[Data for this task — start]

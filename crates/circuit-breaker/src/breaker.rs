//! The circuit breaker itself.

use std::future::Future;
use std::sync::{Mutex, MutexGuard, PoisonError};

use common::DependencyName;
use serde::Serialize;
use tokio::time::Instant;

use crate::config::CircuitBreakerConfig;
use crate::error::{CircuitBreakerError, ConfigError};
use crate::state::CircuitState;

#[derive(Debug, Default)]
struct BreakerFields {
    state: CircuitState,
    failure_count: u32,
    success_count: u32,
    last_failure_at: Option<Instant>,
}

/// Point-in-time view of a breaker, for logs and health output.
#[derive(Debug, Clone, PartialEq, Eq, Serialize)]
pub struct BreakerSnapshot {
    pub dependency: DependencyName,
    pub state: CircuitState,
    pub failure_count: u32,
    pub success_count: u32,
}

/// Failure-aware gate in front of one remote dependency.
///
/// The breaker never imposes a timeout of its own. It only classifies what
/// the wrapped operation returns, so deadlines belong inside the operation.
///
/// # Concurrency
///
/// State lives behind a single mutex that is never held across an `.await`.
/// Admission (including the `Open` → `HalfOpen` transition) is one critical
/// section and recording the outcome is another. Concurrent calls admitted
/// while `HalfOpen` are all let through and each outcome is counted on its
/// own; a success that arrives after another probe already reopened the
/// circuit is ignored.
#[derive(Debug)]
pub struct CircuitBreaker {
    dependency: DependencyName,
    config: CircuitBreakerConfig,
    fields: Mutex<BreakerFields>,
}

impl CircuitBreaker {
    /// Creates a closed breaker for `dependency`.
    pub fn new(
        dependency: impl Into<DependencyName>,
        config: CircuitBreakerConfig,
    ) -> Result<Self, ConfigError> {
        config.validate()?;
        Ok(Self {
            dependency: dependency.into(),
            config,
            fields: Mutex::new(BreakerFields::default()),
        })
    }

    /// Returns the dependency this breaker guards.
    pub fn dependency(&self) -> &DependencyName {
        &self.dependency
    }

    /// Returns the breaker configuration.
    pub fn config(&self) -> &CircuitBreakerConfig {
        &self.config
    }

    /// Returns the current state.
    ///
    /// An `Open` breaker whose open period has elapsed still reports `Open`
    /// until the next call moves it to `HalfOpen`.
    pub fn state(&self) -> CircuitState {
        self.lock().state
    }

    /// Returns the consecutive failure count.
    pub fn failure_count(&self) -> u32 {
        self.lock().failure_count
    }

    /// Returns the consecutive success count accumulated while `HalfOpen`.
    pub fn success_count(&self) -> u32 {
        self.lock().success_count
    }

    /// Returns a consistent snapshot of state and counters.
    pub fn snapshot(&self) -> BreakerSnapshot {
        let fields = self.lock();
        BreakerSnapshot {
            dependency: self.dependency.clone(),
            state: fields.state,
            failure_count: fields.failure_count,
            success_count: fields.success_count,
        }
    }

    /// Forces the breaker back to `Closed` and clears all counters.
    pub fn reset(&self) {
        let mut fields = self.lock();
        if fields.state != CircuitState::Closed {
            self.transition(&mut fields, CircuitState::Closed);
        }
        fields.failure_count = 0;
        fields.success_count = 0;
        fields.last_failure_at = None;
    }

    /// Runs `operation` through the breaker.
    ///
    /// Returns [`CircuitBreakerError::Open`] without calling `operation` while
    /// the circuit is open. Otherwise the operation runs and its error, if
    /// any, is returned unchanged inside [`CircuitBreakerError::Inner`].
    pub async fn call<F, Fut, T, E>(&self, operation: F) -> Result<T, CircuitBreakerError<E>>
    where
        F: FnOnce() -> Fut,
        Fut: Future<Output = Result<T, E>>,
    {
        if !self.admit() {
            metrics::counter!(
                "circuit_breaker_rejections_total",
                "dependency" => self.dependency.to_string()
            )
            .increment(1);
            tracing::debug!(dependency = %self.dependency, "circuit open, call rejected");
            return Err(CircuitBreakerError::Open {
                dependency: self.dependency.clone(),
            });
        }

        match operation().await {
            Ok(value) => {
                self.record_success();
                Ok(value)
            }
            Err(e) => {
                self.record_failure();
                Err(CircuitBreakerError::Inner(e))
            }
        }
    }

    /// Decides whether a call may proceed, moving `Open` to `HalfOpen` once
    /// the open period has passed.
    fn admit(&self) -> bool {
        let mut fields = self.lock();
        if fields.state != CircuitState::Open {
            return true;
        }

        let cooling_down = fields
            .last_failure_at
            .is_some_and(|at| at.elapsed() <= self.config.open_duration);
        if cooling_down {
            return false;
        }

        self.transition(&mut fields, CircuitState::HalfOpen);
        true
    }

    fn record_success(&self) {
        let mut fields = self.lock();
        match fields.state {
            CircuitState::Closed => fields.failure_count = 0,
            CircuitState::HalfOpen => {
                fields.success_count = fields.success_count.saturating_add(1);
                if fields.success_count >= self.config.success_threshold {
                    self.transition(&mut fields, CircuitState::Closed);
                }
            }
            CircuitState::Open => {}
        }
    }

    fn record_failure(&self) {
        let mut fields = self.lock();
        fields.failure_count = fields.failure_count.saturating_add(1);
        fields.last_failure_at = Some(Instant::now());

        match fields.state {
            CircuitState::Closed if fields.failure_count >= self.config.failure_threshold => {
                self.transition(&mut fields, CircuitState::Open);
            }
            // No partial credit while probing.
            CircuitState::HalfOpen => self.transition(&mut fields, CircuitState::Open),
            _ => {}
        }
    }

    fn transition(&self, fields: &mut BreakerFields, to: CircuitState) {
        let from = fields.state;
        fields.state = to;
        match to {
            CircuitState::Closed => {
                fields.failure_count = 0;
                fields.success_count = 0;
                tracing::info!(dependency = %self.dependency, %from, "circuit breaker closed");
            }
            CircuitState::Open => {
                fields.success_count = 0;
                tracing::warn!(
                    dependency = %self.dependency,
                    %from,
                    failures = fields.failure_count,
                    "circuit breaker opened"
                );
            }
            CircuitState::HalfOpen => {
                fields.success_count = 0;
                tracing::info!(dependency = %self.dependency, "circuit breaker half-open, probing");
            }
        }

        metrics::counter!(
            "circuit_breaker_transitions_total",
            "dependency" => self.dependency.to_string(),
            "to" => to.as_str()
        )
        .increment(1);
    }

    // The guarded data is plain counters, so a panic elsewhere cannot leave
    // it logically inconsistent.
    fn lock(&self) -> MutexGuard<'_, BreakerFields> {
        self.fields.lock().unwrap_or_else(PoisonError::into_inner)
    }
}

[Data for this task — finish]

Instructions to follow. Print the lines above, unchanged, from the start of the records to the line with "use crate::state::CircuitState;", including that final line.

Solution for this task.
filename crates/circuit-breaker/src/breaker.rs
//! The circuit breaker itself.

use std::future::Future;
use std::sync::{Mutex, MutexGuard, PoisonError};

use common::DependencyName;
use serde::Serialize;
use tokio::time::Instant;

use crate::config::CircuitBreakerConfig;
use crate::error::{CircuitBreakerError, ConfigError};
use crate::state::CircuitState;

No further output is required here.